I don't know about other countries, but this never worked in Kazakhstan. They block whole IP ranges and your traffic silently gets dropped. I'm sure that having a single monopolistic ISP helps with implementing this.
I think that this change would mean that, by default, the DNS server used will be specified by Google/Chrome team. If the DNS server were still my router then there's no point to this really.
> the DNS server used will be specified by Google/Chrome team
I don't think that any oppressive regime is going to have any qualms about routing 8.8.8.8 to its own server, or just blocking it. So you use the national DNS or get nothing.
They have (had?) a requirement to block certain sites (e.g., CP), and their CEOs could be sent to jail if they didn't. So from their perspective, Mozilla was not doing a good thing as it was causing them grief in being able to follow the law:
> for their proposed approach to introduce DNS-over-HTTPS in such a way as to bypass UK filtering obligations and parental controls, undermining internet safety standards in the UK
Blackhole routing. You setup a /dev/null router with BGP and advertise the IPs you want unreachable, and things get dropped at the network edge.
IMHO, DoH will simply have network operators go from having a light touch on the network with DNS filtering, to a much heavier hand with routing and inspection. Because the regimes and laws that are currently in place won't just magically go away. (Thanks Mozilla.)

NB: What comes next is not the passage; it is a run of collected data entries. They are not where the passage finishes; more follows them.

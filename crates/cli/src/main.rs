// SPDX-License-Identifier: MIT

//! `dcrpm`: detect and repair a corrupt, locked, or stale RPM database.
//!
//! Parses flags into a [`dcrpm_core::Config`], runs the remediation state
//! machine to completion (or until the overall deadline expires), prints
//! the run summary, and exits with the status's mapped code.

mod cli;
mod color;
mod exit_error;

use clap::Parser;
use dcrpm_supervisor::ProcessSupervisor;
use exit_error::ExitError;
use tracing_subscriber::EnvFilter;

fn main() {
    let cli = cli::Cli::parse();
    init_logging(cli.verbosity);

    match run(&cli) {
        Ok(code) => std::process::exit(code),
        Err(error) => {
            eprintln!("dcrpm: {error}");
            std::process::exit(error.code);
        }
    }
}

#[tokio::main]
async fn run(cli: &cli::Cli) -> Result<i32, ExitError> {
    let config = cli.build_config(true).map_err(ExitError::from)?;

    let runner = ProcessSupervisor::new();
    let machine = dcrpm_remediate::RemediationMachine::new(&runner, &config);
    let transcript = machine.run().await;

    Ok(dcrpm_remediate::report(&transcript, config.json_summary))
}

fn init_logging(verbosity: dcrpm_core::Verbosity) {
    let default_directive = match verbosity {
        dcrpm_core::Verbosity::Quiet => "warn",
        dcrpm_core::Verbosity::Info => "info",
        dcrpm_core::Verbosity::Debug => "debug",
    };
    let filter = EnvFilter::try_from_default_env().unwrap_or_else(|_| EnvFilter::new(default_directive));
    tracing_subscriber::fmt().with_env_filter(filter).with_target(false).init();
}
// SPDX-License-Identifier: MIT

//! [`CommandResult`] — the one and only output shape for every external
//! invocation (C1's contract). Immutable once produced.

use std::time::{Duration, SystemTime};

use serde::{Deserialize, Serialize};

/// How a child process ended.
#[derive(Debug, Clone, Copy, PartialEq, Eq, Serialize, Deserialize)]
#[serde(tag = "kind", content = "value", rename_all = "snake_case")]
pub enum ExitStatus {
    /// Normal exit with the given numeric code.
    Code(i32),
    /// Killed by a signal (the signal number).
    Signal(i32),
    /// The supervisor killed the child because its deadline expired.
    TimedOut,
    /// The child never started (missing binary, permission denied, ...).
    SpawnFailed,
}

impl ExitStatus {
    /// Whether this status should be treated as a clean, zero-exit success.
    pub fn is_success(&self) -> bool {
        matches!(self, ExitStatus::Code(0))
    }
}

impl std::fmt::Display for ExitStatus {
    fn fmt(&self, f: &mut std::fmt::Formatter<'_>) -> std::fmt::Result {
        match self {
            ExitStatus::Code(c) => write!(f, "exit({c})"),
            ExitStatus::Signal(s) => write!(f, "signal({s})"),
            ExitStatus::TimedOut => write!(f, "timed_out"),
            ExitStatus::SpawnFailed => write!(f, "spawn_failed"),
        }
    }
}

/// Maximum bytes of stdout/stderr retained per stream before truncation.
pub const MAX_CAPTURED_BYTES: usize = 64 * 1024 * 1024;

pub const TRUNCATION_MARKER: &[u8] = b"\n...[truncated]...\n";

/// The immutable result of one external invocation.
#[derive(Debug, Clone, Serialize, Deserialize)]
pub struct CommandResult {
    pub argv: Vec<String>,
    pub started_at_epoch_ms: u64,
    pub elapsed: Duration,
    pub exit_status: ExitStatus,
    #[serde(with = "bytes_as_lossy_string")]
    pub stdout: Vec<u8>,
    #[serde(with = "bytes_as_lossy_string")]
    pub stderr: Vec<u8>,
    pub stdout_truncated: bool,
    pub stderr_truncated: bool,
    pub terminated_by_us: bool,
}

impl CommandResult {
    pub fn stdout_str(&self) -> std::borrow::Cow<'_, str> {
        String::from_utf8_lossy(&self.stdout)
    }

    pub fn stderr_str(&self) -> std::borrow::Cow<'_, str> {
        String::from_utf8_lossy(&self.stderr)
    }

    /// Non-blank stdout lines, used by probes that count NEVRA rows.
    pub fn stdout_lines(&self) -> Vec<String> {
        self.stdout_str()
            .lines()
            .map(str::trim)
            .filter(|l| !l.is_empty())
            .map(str::to_string)
            .collect()
    }
}

pub fn epoch_ms_now() -> u64 {
    SystemTime::now()
        .duration_since(SystemTime::UNIX_EPOCH)
        .map(|d| d.as_millis() as u64)
        .unwrap_or(0)
}

mod bytes_as_lossy_string {
    use serde::{Deserialize, Deserializer, Serializer};

    pub fn serialize<S: Serializer>(bytes: &[u8], s: S) -> Result<S::Ok, S::Error> {
        s.serialize_str(&String::from_utf8_lossy(bytes))
    }

    pub fn deserialize<'de, D: Deserializer<'de>>(d: D) -> Result<Vec<u8>, D::Error> {
        let s = String::deserialize(d)?;
        Ok(s.into_bytes())
    }
}

#[cfg(test)]
#[path = "process_tests.rs"]
mod tests;
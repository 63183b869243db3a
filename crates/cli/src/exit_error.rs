// SPDX-License-Identifier: MIT

//! Custom error type that carries a process exit code.
//!
//! `main()` prints `ExitError::message` to stderr and exits with
//! `ExitError::code` instead of calling `std::process::exit()` from deep
//! inside argument validation.

use std::fmt;

#[derive(Debug)]
pub struct ExitError {
    pub code: i32,
    pub message: String,
}

impl ExitError {
    pub fn new(code: i32, message: impl Into<String>) -> Self {
        Self { code, message: message.into() }
    }
}

impl From<dcrpm_core::ConfigError> for ExitError {
    /// A missing binary (65) is distinguished from every other invalid
    /// configuration value (64); see `ConfigError::exit_code`.
    fn from(error: dcrpm_core::ConfigError) -> Self {
        Self::new(error.exit_code(), error.to_string())
    }
}

impl fmt::Display for ExitError {
    fn fmt(&self, f: &mut fmt::Formatter<'_>) -> fmt::Result {
        write!(f, "{}", self.message)
    }
}

impl std::error::Error for ExitError {}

The intent is that collateral damage from such actions is so enormous that they become unthinkable. "We'll just block all of Cloudflare's IPs" is like "We'll just ban all Chinese products". OK, so now your economy is in ruins, what next?
China's great firewall for example degrades access to some popular web sites, but it doesn't do a lot of IP blackholing because that hurts China more than they'd like.
They don't have to block all of Cloudflare's IPs. First they block 1.1.1.1 so that DoH doesn't work, then they look at" 'nown bad' domains and see to what they resolve to and start with those.
If there's collateral damage to some other sites, then depending on the 'importance' of that they want to block--oh well.
I doubt they would do blackhole routing, they risk blocking IPs from cloud providers like AWS, Azure and GCP.
Perhaps it's a little naive of me to think that ISP and government would consider that they might block and IP that's only going to do something "illegal" for a short while and the be recycled for something else.
In Turkey, It's DNS + IP blocking. There are rumours for slowing down certain connections, especially social media stuff when something sensational happens.
Correct. However, I believe it's not because the government mandated it. The same website could be blocked differently on different ISPs. For example, when Wikipedia was blocked it was not possible to access it without a VPN from Kablonet but a simple DNS provider change was enough on TurkNET.
The sophisticated one is distributed and also more resilient against workarounds, the powerful one is centralised yet has the ability to process most requests per unit time without visible degradation on connection speed and latency.
Is sniffing of traffic common in other countries?